-- Opening Marker --

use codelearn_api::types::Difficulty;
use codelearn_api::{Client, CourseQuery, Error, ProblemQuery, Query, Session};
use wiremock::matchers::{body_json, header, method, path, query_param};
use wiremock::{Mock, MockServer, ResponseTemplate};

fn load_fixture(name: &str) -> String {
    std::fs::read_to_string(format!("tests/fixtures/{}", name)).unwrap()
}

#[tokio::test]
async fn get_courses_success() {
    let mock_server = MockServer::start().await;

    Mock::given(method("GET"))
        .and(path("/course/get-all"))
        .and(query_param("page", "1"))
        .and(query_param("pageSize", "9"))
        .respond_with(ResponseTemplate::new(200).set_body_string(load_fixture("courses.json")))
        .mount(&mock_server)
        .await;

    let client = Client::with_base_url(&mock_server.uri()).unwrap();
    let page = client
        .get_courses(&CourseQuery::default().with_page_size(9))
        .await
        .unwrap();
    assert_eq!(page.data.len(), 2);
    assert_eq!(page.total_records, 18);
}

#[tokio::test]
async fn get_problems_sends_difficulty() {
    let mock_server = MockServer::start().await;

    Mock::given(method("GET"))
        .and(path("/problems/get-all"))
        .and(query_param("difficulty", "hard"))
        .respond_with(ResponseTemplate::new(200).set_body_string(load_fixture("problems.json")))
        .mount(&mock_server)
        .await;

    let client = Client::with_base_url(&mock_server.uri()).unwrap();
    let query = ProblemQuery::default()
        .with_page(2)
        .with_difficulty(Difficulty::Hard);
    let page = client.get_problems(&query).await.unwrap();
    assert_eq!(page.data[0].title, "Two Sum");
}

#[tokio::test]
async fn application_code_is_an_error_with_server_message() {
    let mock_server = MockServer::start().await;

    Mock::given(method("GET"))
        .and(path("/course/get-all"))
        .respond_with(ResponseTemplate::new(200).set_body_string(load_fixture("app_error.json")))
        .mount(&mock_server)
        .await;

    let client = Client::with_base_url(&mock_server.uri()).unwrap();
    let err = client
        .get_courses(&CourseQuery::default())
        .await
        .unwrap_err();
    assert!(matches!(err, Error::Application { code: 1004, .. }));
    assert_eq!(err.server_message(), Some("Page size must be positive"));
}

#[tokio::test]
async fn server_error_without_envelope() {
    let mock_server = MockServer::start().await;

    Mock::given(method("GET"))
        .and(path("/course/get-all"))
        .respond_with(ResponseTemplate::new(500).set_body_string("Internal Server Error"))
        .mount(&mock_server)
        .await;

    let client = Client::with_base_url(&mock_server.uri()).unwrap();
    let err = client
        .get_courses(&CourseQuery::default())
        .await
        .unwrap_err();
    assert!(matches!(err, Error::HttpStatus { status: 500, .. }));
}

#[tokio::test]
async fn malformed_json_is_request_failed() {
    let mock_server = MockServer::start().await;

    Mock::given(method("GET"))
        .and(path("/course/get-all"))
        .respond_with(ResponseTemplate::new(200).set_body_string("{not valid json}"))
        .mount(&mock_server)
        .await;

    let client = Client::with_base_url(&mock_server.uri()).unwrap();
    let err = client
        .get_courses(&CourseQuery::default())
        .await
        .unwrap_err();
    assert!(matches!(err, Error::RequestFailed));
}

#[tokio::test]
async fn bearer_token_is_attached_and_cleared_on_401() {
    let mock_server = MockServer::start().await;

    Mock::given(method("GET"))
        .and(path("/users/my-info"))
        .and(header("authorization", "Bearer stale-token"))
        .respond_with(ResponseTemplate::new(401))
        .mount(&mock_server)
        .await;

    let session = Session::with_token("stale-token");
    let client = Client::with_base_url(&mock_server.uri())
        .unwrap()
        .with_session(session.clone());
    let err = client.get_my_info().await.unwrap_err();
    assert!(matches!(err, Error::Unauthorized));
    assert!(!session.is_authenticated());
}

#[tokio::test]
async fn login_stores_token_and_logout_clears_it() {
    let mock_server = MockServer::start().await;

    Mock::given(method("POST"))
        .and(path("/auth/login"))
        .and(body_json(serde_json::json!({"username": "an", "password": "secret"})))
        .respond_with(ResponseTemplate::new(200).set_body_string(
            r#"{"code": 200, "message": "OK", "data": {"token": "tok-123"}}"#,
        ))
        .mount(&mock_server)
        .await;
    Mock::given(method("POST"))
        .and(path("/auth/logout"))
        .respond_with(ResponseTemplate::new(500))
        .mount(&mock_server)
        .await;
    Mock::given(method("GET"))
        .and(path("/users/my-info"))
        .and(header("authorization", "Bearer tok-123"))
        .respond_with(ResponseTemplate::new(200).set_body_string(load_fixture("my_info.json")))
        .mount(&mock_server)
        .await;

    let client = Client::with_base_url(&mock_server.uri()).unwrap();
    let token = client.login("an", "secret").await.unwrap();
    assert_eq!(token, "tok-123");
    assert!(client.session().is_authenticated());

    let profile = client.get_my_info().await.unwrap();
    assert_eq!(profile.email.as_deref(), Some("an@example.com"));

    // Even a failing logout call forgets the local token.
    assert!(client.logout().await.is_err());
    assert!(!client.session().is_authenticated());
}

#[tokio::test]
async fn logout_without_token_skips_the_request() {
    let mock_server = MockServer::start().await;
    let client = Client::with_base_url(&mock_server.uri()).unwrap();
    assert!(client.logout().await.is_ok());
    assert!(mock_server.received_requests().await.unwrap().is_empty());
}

-- Closing Marker --

_Your task_
Output all of the material exactly.

_Response box_
use codelearn_api::types::Difficulty;
use codelearn_api::{Client, CourseQuery, Error, ProblemQuery, Query, Session};
use wiremock::matchers::{body_json, header, method, path, query_param};
use wiremock::{Mock, MockServer, ResponseTemplate};

fn load_fixture(name: &str) -> String {
    std::fs::read_to_string(format!("tests/fixtures/{}", name)).unwrap()
}

#[tokio::test]
async fn get_courses_success() {
    let mock_server = MockServer::start().await;

    Mock::given(method("GET"))
        .and(path("/course/get-all"))
        .and(query_param("page", "1"))
        .and(query_param("pageSize", "9"))
        .respond_with(ResponseTemplate::new(200).set_body_string(load_fixture("courses.json")))
        .mount(&mock_server)
        .await;

    let client = Client::with_base_url(&mock_server.uri()).unwrap();
    let page = client
        .get_courses(&CourseQuery::default().with_page_size(9))
        .await
        .unwrap();
    assert_eq!(page.data.len(), 2);
    assert_eq!(page.total_records, 18);
}

#[tokio::test]
async fn get_problems_sends_difficulty() {
    let mock_server = MockServer::start().await;

    Mock::given(method("GET"))
        .and(path("/problems/get-all"))
        .and(query_param("difficulty", "hard"))
        .respond_with(ResponseTemplate::new(200).set_body_string(load_fixture("problems.json")))
        .mount(&mock_server)
        .await;

    let client = Client::with_base_url(&mock_server.uri()).unwrap();
    let query = ProblemQuery::default()
        .with_page(2)
        .with_difficulty(Difficulty::Hard);
    let page = client.get_problems(&query).await.unwrap();
    assert_eq!(page.data[0].title, "Two Sum");
}

#[tokio::test]
async fn application_code_is_an_error_with_server_message() {
    let mock_server = MockServer::start().await;

    Mock::given(method("GET"))
        .and(path("/course/get-all"))
        .respond_with(ResponseTemplate::new(200).set_body_string(load_fixture("app_error.json")))
        .mount(&mock_server)
        .await;

    let client = Client::with_base_url(&mock_server.uri()).unwrap();
    let err = client
        .get_courses(&CourseQuery::default())
        .await
        .unwrap_err();
    assert!(matches!(err, Error::Application { code: 1004, .. }));
    assert_eq!(err.server_message(), Some("Page size must be positive"));
}

#[tokio::test]
async fn server_error_without_envelope() {
    let mock_server = MockServer::start().await;

    Mock::given(method("GET"))
        .and(path("/course/get-all"))
        .respond_with(ResponseTemplate::new(500).set_body_string("Internal Server Error"))
        .mount(&mock_server)
        .await;

    let client = Client::with_base_url(&mock_server.uri()).unwrap();
    let err = client
        .get_courses(&CourseQuery::default())
        .await
        .unwrap_err();
    assert!(matches!(err, Error::HttpStatus { status: 500, .. }));
}

#[tokio::test]
async fn malformed_json_is_request_failed() {
    let mock_server = MockServer::start().await;

    Mock::given(method("GET"))
        .and(path("/course/get-all"))
        .respond_with(ResponseTemplate::new(200).set_body_string("{not valid json}"))
        .mount(&mock_server)
        .await;

    let client = Client::with_base_url(&mock_server.uri()).unwrap();
    let err = client
        .get_courses(&CourseQuery::default())
        .await
        .unwrap_err();
    assert!(matches!(err, Error::RequestFailed));
}

#[tokio::test]
async fn bearer_token_is_attached_and_cleared_on_401() {
    let mock_server = MockServer::start().await;

    Mock::given(method("GET"))
        .and(path("/users/my-info"))
        .and(header("authorization", "Bearer stale-token"))
        .respond_with(ResponseTemplate::new(401))
        .mount(&mock_server)
        .await;

    let session = Session::with_token("stale-token");
    let client = Client::with_base_url(&mock_server.uri())
        .unwrap()
        .with_session(session.clone());
    let err = client.get_my_info().await.unwrap_err();
    assert!(matches!(err, Error::Unauthorized));
    assert!(!session.is_authenticated());
}

#[tokio::test]
async fn login_stores_token_and_logout_clears_it() {
    let mock_server = MockServer::start().await;

    Mock::given(method("POST"))
        .and(path("/auth/login"))
        .and(body_json(serde_json::json!({"username": "an", "password": "secret"})))
        .respond_with(ResponseTemplate::new(200).set_body_string(
            r#"{"code": 200, "message": "OK", "data": {"token": "tok-123"}}"#,
        ))
        .mount(&mock_server)
        .await;
    Mock::given(method("POST"))
        .and(path("/auth/logout"))
        .respond_with(ResponseTemplate::new(500))
        .mount(&mock_server)
        .await;
    Mock::given(method("GET"))
        .and(path("/users/my-info"))
        .and(header("authorization", "Bearer tok-123"))
        .respond_with(ResponseTemplate::new(200).set_body_string(load_fixture("my_info.json")))
        .mount(&mock_server)
        .await;

    let client = Client::with_base_url(&mock_server.uri()).unwrap();
    let token = client.login("an", "secret").await.unwrap();
    assert_eq!(token, "tok-123");
    assert!(client.session().is_authenticated());

    let profile = client.get_my_info().await.unwrap();
    assert_eq!(profile.email.as_deref(), Some("an@example.com"));

    // Even a failing logout call forgets the local token.
    assert!(client.logout().await.is_err());
    assert!(!client.session().is_authenticated());
}

#[tokio::test]
async fn logout_without_token_skips_the_request() {
    let mock_server = MockServer::start().await;
    let client = Client::with_base_url(&mock_server.uri()).unwrap();
    assert!(client.logout().await.is_ok());
    assert!(mock_server.received_requests().await.unwrap().is_empty());
}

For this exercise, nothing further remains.